Solids Around Us (3-D Shapes)

AreaMathematics & Pedagogy DifficultyEasy CTET weightage2-3 questions in the Mathematics section of CTET Paper 1 (geometry of solids is a steady favourite)

Walk into any primary classroom and the maths is sitting on the desks: the chalk box is a cuboid, the duster is roughly a cuboid, the bell on the table is a cylinder, the ball in the corner is a sphere. That is exactly the spirit of this chapter. CTET Paper 1 does not ask you to compute the volume of a cone here. It asks you to recognise the five common solids, recall how many faces, edges and corners each one has, and match each shape to the everyday objects a young child would actually point at. The questions are short and factual, but they trip people up in two ways: confusing a flat 2-D circle with a solid 3-D sphere, and miscounting the faces of a cylinder or cone. Get the five shapes cold, keep the real-life examples handy, and this becomes one of the most reliable mark-scoring topics in the paper.

Topics

⚡ Smart tips & memory hooks

Memory hooks and exam-smart tips to lock this chapter in and answer CTET MCQs quickly and accurately.
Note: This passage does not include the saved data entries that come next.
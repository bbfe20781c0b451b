//! Company identity and offering data shared by the chat assistant and the
//! notification templates. Mirrors the content published on the site.

pub const COMPANY_NAME: &str = "Techno Mech Engineers";
pub const COMPANY_ADDRESS: &str =
    "1-9-121/E/C, opp. to Speck Systems, EC Complex, Kushaiguda, Hyderabad-500062";
pub const COMPANY_PHONE: &str = "+91 83098 62581";
pub const COMPANY_EMAIL: &str = "technomech6@gmail.com";
pub const COMPANY_WEBSITE: &str = "https://technomechengineers.in";

/// Catalog entry for a manufactured product line.
#[derive(Debug, Clone, Copy, PartialEq, Eq)]
pub struct Product {
    pub name: &'static str,
    pub category: &'static str,
    pub description: &'static str,
}

/// Catalog entry for an offered service.
#[derive(Debug, Clone, Copy, PartialEq, Eq)]
pub struct Service {
    pub title: &'static str,
    pub description: &'static str,
}

pub const PRODUCTS: &[Product] = &[
    Product {
        name: "Precision Machine Components",
        category: "Components",
        description: "CNC machined parts with tight tolerances",
    },
    Product {
        name: "Metal Washers",
        category: "Fasteners",
        description: "Various sizes and materials available",
    },
    Product {
        name: "Metal Springs",
        category: "Springs",
        description: "Compression, extension, and torsion springs",
    },
    Product {
        name: "Pipe Fittings",
        category: "Fittings",
        description: "Durable fittings for industrial use",
    },
];

pub const SERVICES: &[Service] = &[
    Service {
        title: "Custom Manufacturing",
        description: "Tailored production of components based on your specifications and drawings",
    },
    Service {
        title: "CNC Machining",
        description: "High-precision machining services with advanced CNC technology",
    },
    Service {
        title: "Quality Testing",
        description: "Comprehensive quality control and testing to ensure product excellence",
    },
];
  • Box family = same numbers: cube and cuboid both have 6 faces, 12 edges, 8 vertices. Cube has square faces; cuboid has rectangular faces.
  • Count a cylinder as 3 faces (2 flat circles + 1 curved), 2 edges, 0 vertices - the most commonly miscounted solid.
  • A cone has exactly 1 vertex (the apex), 1 edge and 2 faces (1 flat + 1 curved). Do not write 0 vertices.
  • A sphere is the "all zeros" solid: 1 curved surface, 0 edges, 0 vertices.
  • Curved surface = can roll. So sphere, cylinder and cone roll; cube and cuboid do not.
  • A coin or a CD looks like a circle but has thickness, so it is a cylinder (2-D circle vs 3-D solid is the classic CTET trap).

⚠️ Common mistakes & traps

CTET loves to test these exact confusions. Internalise each trap before exam day.
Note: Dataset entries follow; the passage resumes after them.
//! Visitor chat backed by a hosted generative model. The client is a thin
//! pass-through: catalog-derived system prompt plus the widget's
//! conversation history, one answer back.

use std::fmt::Write as _;
use std::time::Duration;

use serde::{Deserialize, Serialize};
use serde_json::{json, Value};

use crate::catalog;

/// Conversation role as exchanged with the site widget.
#[derive(Debug, Clone, Copy, PartialEq, Eq, Serialize, Deserialize)]
#[serde(rename_all = "lowercase")]
pub enum ChatRole {
    User,
    Model,
}

impl ChatRole {
    const fn wire_name(self) -> &'static str {
        match self {
            ChatRole::User => "user",
            ChatRole::Model => "model",
        }
    }
}

/// One turn of widget conversation history.
#[derive(Debug, Clone, Serialize, Deserialize)]
pub struct ChatMessage {
    pub role: ChatRole,
    pub text: String,
}

#[derive(Debug, thiserror::Error)]
pub enum ChatError {
    #[error("chat model unreachable: {0}")]
    Transport(String),
    #[error("chat model rejected the request: {0}")]
    Upstream(String),
}

pub const DEFAULT_CHAT_MODEL: &str = "gemini-1.5-flash";

const GENERATE_ENDPOINT: &str = "https://generativelanguage.googleapis.com/v1beta/models";
const REQUEST_TIMEOUT: Duration = Duration::from_secs(30);
/// Reply used when the model returns no usable candidate.
const FALLBACK_REPLY: &str = "I apologize, could you please repeat that?";

/// Client for the hosted generative-AI chat endpoint.
pub struct ChatClient {
    http: reqwest::Client,
    api_key: String,
    model: String,
}

impl ChatClient {
    pub fn new(api_key: impl Into<String>, model: impl Into<String>) -> Self {
        Self {
            http: reqwest::Client::builder()
                .timeout(REQUEST_TIMEOUT)
                .build()
                .expect("http client builds"),
            api_key: api_key.into(),
            model: model.into(),
        }
    }

    /// Answer a visitor question given the prior widget conversation.
    pub async fn answer(
        &self,
        history: &[ChatMessage],
        question: &str,
    ) -> Result<String, ChatError> {
        let mut contents: Vec<Value> = history
            .iter()
            .map(|message| {
                json!({
                    "role": message.role.wire_name(),
                    "parts": [{ "text": message.text.as_str() }],
                })
            })
            .collect();
        contents.push(json!({ "role": "user", "parts": [{ "text": question }] }));

        let url = format!(
            "{GENERATE_ENDPOINT}/{}:generateContent?key={}",
            self.model, self.api_key
        );
        let payload = json!({
            "system_instruction": { "parts": [{ "text": sales_context() }] },
            "contents": contents,
        });

        let response = self
            .http
            .post(&url)
            .json(&payload)
            .send()
            .await
            .map_err(|err| ChatError::Transport(err.to_string()))?;

        let status = response.status();
        if !status.is_success() {
            let detail = response.text().await.unwrap_or_default();
            return Err(ChatError::Upstream(format!("{status}: {detail}")));
        }

        let body: Value = response
            .json()
            .await
            .map_err(|err| ChatError::Upstream(err.to_string()))?;
        Ok(extract_reply(&body))
    }
}

/// System prompt assembled from the catalog, matching the deployed widget.
pub fn sales_context() -> String {
    let mut context = String::new();
    writeln!(
        context,
        "You are an AI sales engineer for {}.",
        catalog::COMPANY_NAME
    )
    .expect("write role");
    writeln!(context, "\nCompany Info:").expect("write header");
    writeln!(context, "Name: {}", catalog::COMPANY_NAME).expect("write name");
    writeln!(context, "Addr: {}", catalog::COMPANY_ADDRESS).expect("write address");
    writeln!(context, "Phone: {}", catalog::COMPANY_PHONE).expect("write phone");
    writeln!(context, "Email: {}", catalog::COMPANY_EMAIL).expect("write email");

    writeln!(context, "\nProducts:").expect("write header");
    for product in catalog::PRODUCTS {
        writeln!(
            context,
            "- {} ({}): {}",
            product.name, product.category, product.description
        )
        .expect("write product");
    }

    writeln!(context, "\nServices:").expect("write header");
    for service in catalog::SERVICES {
        writeln!(context, "- {}: {}", service.title, service.description).expect("write service");
    }

    writeln!(
        context,
        "\nGoal: Answer customer queries instantly and accurately."
    )
    .expect("write goal");
    writeln!(context, "\nCRITICAL INSTRUCTIONS FOR SPEED:").expect("write header");
    writeln!(
        context,
        "1. KEEP RESPONSES UNDER 3 SENTENCES unless a detailed technical spec is requested."
    )
    .expect("write rule");
    writeln!(context, "2. BE DIRECT. Do not fluff.").expect("write rule");
    writeln!(
        context,
        "3. If asked for price -> \"Please contact us for a quote.\""
    )
    .expect("write rule");
    writeln!(context, "4. Speak professionally but concisely.").expect("write rule");

    context
}

fn extract_reply(body: &Value) -> String {
    let text: String = body["candidates"][0]["content"]["parts"]
        .as_array()
        .map(|parts| {
            parts
                .iter()
                .filter_map(|part| part["text"].as_str())
                .collect::<Vec<_>>()
                .join("")
        })
        .unwrap_or_default();

    if text.trim().is_empty() {
        FALLBACK_REPLY.to_string()
    } else {
        text
    }
}

#[cfg(test)]
mod tests {
    use super::*;

    #[test]
    fn sales_context_covers_the_catalog() {
        let context = sales_context();
        assert!(context.contains(catalog::COMPANY_NAME));
        for product in catalog::PRODUCTS {
            assert!(context.contains(product.name));
        }
        for service in catalog::SERVICES {
            assert!(context.contains(service.title));
        }
        assert!(context.contains("UNDER 3 SENTENCES"));
    }

    #[test]
    fn extract_reply_joins_candidate_parts() {
        let body = json!({
            "candidates": [{
                "content": {
                    "parts": [{ "text": "We ship " }, { "text": "nationwide." }]
                }
            }]
        });
        assert_eq!(extract_reply(&body), "We ship nationwide.");
    }

    #[test]
    fn extract_reply_falls_back_on_empty_candidates() {
        assert_eq!(extract_reply(&json!({})), FALLBACK_REPLY);
        let blank = json!({
            "candidates": [{ "content": { "parts": [{ "text": "  " }] } }]
        });
        assert_eq!(extract_reply(&blank), FALLBACK_REPLY);
    }

    #[test]
    fn chat_message_uses_lowercase_roles() {
        let message = ChatMessage {
            role: ChatRole::Model,
            text: "Hello".to_string(),
        };
        let value = serde_json::to_value(&message).expect("serializes");
        assert_eq!(value["role"], json!("model"));
    }
}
  • Calling a coin, plate or CD a "circle" - a circle is a flat 2-D shape; these objects have thickness and are short cylinders.
  • Saying a cylinder has 2 faces - it has 3 (two flat circles plus one curved surface).
  • Writing that a cone has 0 vertices - it has 1 vertex, the apex at the tip.
  • Giving a sphere edges or vertices - it has none; only a single curved surface.
  • Mixing up a cube and a cuboid - both have 6/12/8, but the cube has equal square faces while the cuboid has rectangular faces.
  • Confusing faces with edges or vertices - a face is a surface, an edge is a meeting line, a vertex is a corner point.
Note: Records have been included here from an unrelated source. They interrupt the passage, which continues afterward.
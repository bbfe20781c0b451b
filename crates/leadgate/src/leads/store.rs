//! Durable storage for captured leads.

use std::fs;
use std::path::PathBuf;
use std::sync::Mutex;

use chrono::Utc;

use super::domain::{LeadFields, Submission, SubmissionId, SubmissionPatch, SubmissionStatus};

/// Storage abstraction so the contact service can run against in-memory
/// doubles in tests as well as the file-backed production store.
pub trait SubmissionStore: Send + Sync {
    /// All records, newest first. An empty store yields an empty sequence.
    fn list(&self) -> Result<Vec<Submission>, StoreError>;
    /// Persist a validated field set; assigns the identifier and creation
    /// timestamp and starts the lifecycle at `new`. Durable before return.
    fn create(&self, fields: LeadFields) -> Result<Submission, StoreError>;
    /// Partial update. `None` for an unknown identifier.
    fn update(
        &self,
        id: &SubmissionId,
        patch: SubmissionPatch,
    ) -> Result<Option<Submission>, StoreError>;
    /// Removing an unknown identifier is a no-op.
    fn delete(&self, id: &SubmissionId) -> Result<(), StoreError>;
    /// Per-id no-op semantics; partial existence is fine.
    fn delete_many(&self, ids: &[SubmissionId]) -> Result<(), StoreError>;
}

#[derive(Debug, thiserror::Error)]
pub enum StoreError {
    #[error("store io failure: {0}")]
    Io(#[from] std::io::Error),
    #[error("store holds invalid records: {0}")]
    Corrupt(#[from] serde_json::Error),
    #[error("store unavailable: {0}")]
    Unavailable(String),
}

/// File-backed store keeping the whole collection as one JSON array,
/// rewritten wholesale on every mutation (matching the deployed site's
/// layout).
///
/// The in-process mutex serializes callers within one server. Separate
/// processes sharing the file still race on the read-modify-write cycle
/// (last writer wins); accepted limitation for this low-traffic tool.
pub struct JsonFileStore {
    path: PathBuf,
    records: Mutex<Vec<Submission>>,
}

impl JsonFileStore {
    /// Load the collection at `path`, treating a missing file as empty.
    pub fn open(path: impl Into<PathBuf>) -> Result<Self, StoreError> {
        let path = path.into();
        let records = match fs::read(&path) {
            Ok(bytes) => serde_json::from_slice(&bytes)?,
            Err(err) if err.kind() == std::io::ErrorKind::NotFound => Vec::new(),
            Err(err) => return Err(StoreError::Io(err)),
        };
        Ok(Self {
            path,
            records: Mutex::new(records),
        })
    }

    fn persist(&self, records: &[Submission]) -> Result<(), StoreError> {
        if let Some(parent) = self.path.parent() {
            if !parent.as_os_str().is_empty() {
                fs::create_dir_all(parent)?;
            }
        }
        fs::write(&self.path, serde_json::to_vec_pretty(records)?)?;
        Ok(())
    }
}

fn newest_first(mut records: Vec<Submission>) -> Vec<Submission> {
    records.sort_by(|a, b| b.created_at.cmp(&a.created_at));
    records
}

impl SubmissionStore for JsonFileStore {
    fn list(&self) -> Result<Vec<Submission>, StoreError> {
        let guard = self.records.lock().expect("store mutex poisoned");
        Ok(newest_first(guard.clone()))
    }

    fn create(&self, fields: LeadFields) -> Result<Submission, StoreError> {
        let submission = Submission {
            id: SubmissionId::random(),
            name: fields.name,
            email: fields.email,
            phone: fields.phone,
            company: fields.company,
            subject: fields.subject,
            message: fields.message,
            created_at: Utc::now(),
            status: SubmissionStatus::New,
        };

        let mut guard = self.records.lock().expect("store mutex poisoned");
        let mut next = guard.clone();
        next.push(submission.clone());
        self.persist(&next)?;
        *guard = next;
        Ok(submission)
    }

    fn update(
        &self,
        id: &SubmissionId,
        patch: SubmissionPatch,
    ) -> Result<Option<Submission>, StoreError> {
        let mut guard = self.records.lock().expect("store mutex poisoned");
        let mut next = guard.clone();
        let Some(record) = next.iter_mut().find(|record| record.id == *id) else {
            return Ok(None);
        };

        patch.apply(record);
        let updated = record.clone();
        self.persist(&next)?;
        *guard = next;
        Ok(Some(updated))
    }

    fn delete(&self, id: &SubmissionId) -> Result<(), StoreError> {
        let mut guard = self.records.lock().expect("store mutex poisoned");
        if !guard.iter().any(|record| record.id == *id) {
            return Ok(());
        }

        let next: Vec<Submission> = guard
            .iter()
            .filter(|record| record.id != *id)
            .cloned()
            .collect();
        self.persist(&next)?;
        *guard = next;
        Ok(())
    }

    fn delete_many(&self, ids: &[SubmissionId]) -> Result<(), StoreError> {
        let mut guard = self.records.lock().expect("store mutex poisoned");
        let next: Vec<Submission> = guard
            .iter()
            .filter(|record| !ids.contains(&record.id))
            .cloned()
            .collect();
        if next.len() == guard.len() {
            return Ok(());
        }

        self.persist(&next)?;
        *guard = next;
        Ok(())
    }
}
📈 CTET exam insight & PYQ analysis

In CTET Paper 1 Mathematics, solids appear as short, direct factual questions, usually 2-3 across the section. The most common patterns are: counting the faces, edges or vertices of a named solid (the cylinder, cone and sphere are favourite traps); matching an everyday object to its solid (dice-cube, brick-cuboid, ball-sphere, can-cylinder, ice-cream cone-cone); and the 2-D-versus-3-D distinction, where a coin or a sheet of paper is offered to test whether candidates know a flat shape from a solid. Pedagogy-flavoured items ask which classroom activity (a geometry hunt or hands-on sorting) best builds spatial and classification skills, and which solids can roll or stack - linking the geometry to how young children actually learn it.

🎴 Flashcards — instant recall

Tap a card to reveal the answer. Drill these until they are automatic.

Faces, edges, vertices of a cube?Tap to reveal
6 faces, 12 edges, 8 vertices (all faces are equal squares)
Faces, edges, vertices of a cuboid?Tap to reveal
6 faces, 12 edges, 8 vertices (faces are rectangles)
Faces, edges, vertices of a cylinder?Tap to reveal
3 faces (2 flat + 1 curved), 2 edges, 0 vertices
Faces, edges, vertices of a cone?Tap to reveal
2 faces (1 flat + 1 curved), 1 edge, 1 vertex (apex)
Faces, edges, vertices of a sphere?Tap to reveal
1 curved surface, 0 edges, 0 vertices
Which solids can roll?Tap to reveal
Sphere, cylinder and cone - all have a curved surface
Which solids can be stacked stably?Tap to reveal
Cube, cuboid and cylinder - they have flat faces to rest on
A dice is which solid?Tap to reveal
A cube (6 equal square faces)
A brick is which solid?Tap to reveal
A cuboid (6 rectangular faces)
A cold-drink can is which solid?Tap to reveal
A cylinder
An ice-cream cone is which solid?Tap to reveal
A cone
Is a coin a circle or a cylinder?Tap to reveal
A cylinder - it has thickness; a circle is a flat 2-D shape

📌 Quick revision

Solids are 3-D shapes that occupy space, with length, breadth and height, unlike flat 2-D shapes. The five everyday solids are the cube (6 square faces, 12 edges, 8 vertices), the cuboid (6 rectangular faces, 12 edges, 8 vertices), the cylinder (3 faces - 2 flat circles plus 1 curved - 2 edges, 0 vertices), the cone (2 faces, 1 edge, 1 vertex at the apex) and the sphere (1 curved surface, 0 edges, 0 vertices). Describe them using faces (surfaces), edges (meeting lines) and vertices (corners). Match each to real objects - dice/cube, brick/cuboid, can/cylinder, ice-cream cone/cone, ball/sphere - and watch the classic trap that a coin is a short cylinder, not a circle. Children learn this best by hunting for and sorting real objects (which roll, which stack, which have a flat face or a vertex), turning identification into early logical classification.

Chapter test

🏆 Vidaara CTET success checklist

You have truly mastered Solids Around Us (3-D Shapes) when you can tick every box below.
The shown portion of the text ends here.